Theological and legal experts have lately suggested changes to the Singapore legal system.
In a book compiling Christian perspectives on law and justice, a theologian has commented on the legal provision for the welfare of foreign workers, the Group Representative Constituencies system, and the consideration of the views of faith communities in the implementation of controversial policies.
“[T]he welfare of foreign workers should be and could be better protected than what we have provided for thus far,” wrote The Rev Dr Daniel Koh, a lecturer in church and society, ethics and pastoral theology at Trinity Theological College, in Issues of Law and Justice: Some Christian Reflections (TTC and Armour Publishing, 2009), which he co-edited.
Addressing the subject of the GRCs, he said they should represent no more than 20 percent of the total number of seats and that each GRC should not have more than three members.

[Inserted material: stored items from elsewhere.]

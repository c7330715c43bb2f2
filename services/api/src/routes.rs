//! API service routes

use axum::{
    Json, Router,
    extract::{Path, State},
    middleware,
    response::IntoResponse,
    routing::get,
};
use serde_json::json;

use crate::{error::ApiError, middleware::auth_middleware, state::AppState};

/// Create the router for the API service
pub fn create_router(state: AppState) -> Router {
    let protected_routes = Router::new()
        .route("/users", get(get_users))
        .route("/users/:id", get(get_user))
        .route("/cities", get(get_cities))
        .route_layer(middleware::from_fn_with_state(
            state.clone(),
            auth_middleware,
        ));

    Router::new()
        .route("/health", get(health_check))
        .merge(protected_routes)
        .with_state(state)
}

/// Health check endpoint
pub async fn health_check() -> impl IntoResponse {
    Json(json!({
        "status": "ok",
        "service": "api-service"
    }))
}

/// Get all users
pub async fn get_users(State(state): State<AppState>) -> Result<impl IntoResponse, ApiError> {
    let users = state.user_repository.get_all().await.map_err(|e| {
        tracing::error!("Failed to get users: {}", e);
        ApiError::InternalServerError
    })?;

    Ok(Json(users))
}

/// Get a user by ID
pub async fn get_user(
    State(state): State<AppState>,
    Path(id): Path<String>,
) -> Result<impl IntoResponse, ApiError> {
    let user = state
        .user_repository
        .find_by_id(&id)
        .await
        .map_err(|e| {
            tracing::error!("Failed to get user: {}", e);
            ApiError::InternalServerError
        })?
        .ok_or(ApiError::NotFound("User not found".to_string()))?;

    Ok(Json(user))
}

/// Get all cities
pub async fn get_cities(State(state): State<AppState>) -> Result<impl IntoResponse, ApiError> {
    let cities = state.city_repository.get_all().await.map_err(|e| {
        tracing::error!("Failed to get cities: {}", e);
        ApiError::InternalServerError
    })?;

    Ok(Json(cities))
}
//! Input validation utilities

use regex::Regex;
use std::sync::OnceLock;

/// Validate email
pub fn validate_email(email: &str) -> Result<(), String> {
    if email.is_empty() {
        return Err("Email is required".to_string());
    }

    if email.len() > 254 {
        return Err("Email must be at most 254 characters long".to_string());
    }

    static EMAIL_REGEX: OnceLock<Regex> = OnceLock::new();
    let regex = EMAIL_REGEX.get_or_init(|| {
        Regex::new(r"^[a-zA-Z0-9._%+-]+@[a-zA-Z0-9.-]+\.[a-zA-Z]{2,}$")
            .expect("Failed to compile email regex")
    });

    if !regex.is_match(email) {
        return Err("Invalid email format".to_string());
    }

    Ok(())
}

/// Validate password
pub fn validate_password(password: &str) -> Result<(), String> {
    if password.is_empty() {
        return Err("Password is required".to_string());
    }

    if password.len() < 8 {
        return Err("Password must be at least 8 characters long".to_string());
    }

    if password.len() > 128 {
        return Err("Password must be at most 128 characters long".to_string());
    }

    Ok(())
}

This is “so that what was a good innovation to protect the interest of the minority groups will not be exploited beyond the number required to safeguard their interest,” he said, having noted earlier that the GRC system was introduced to “guarantee the presence of minority ethnic groups in parliament”.
Currently, nine five-member and five six-member GRCs account for nearly 90 percent of elected seats, according to a 2008 Insight report.
Thirdly, he called on the government to take ‘reasonable’ voices of the various faith communities into ‘serious’ consideration before implementing controversial policies. And he cited the examples of the building of casinos and the widespread presence of lottery outlets.
“Such policies and enterprises usually depend on virtues like hard work, goodwill, trustworthiness and justice to take off, and yet they have a parasitical way of undermining if not destroying the very virtues they depend on to survive,” he added, in his chapter on Justice: A Christian Social Ethical Perspective where he argues that the effort to promote justice must be informed by an understanding of Christian love or agape.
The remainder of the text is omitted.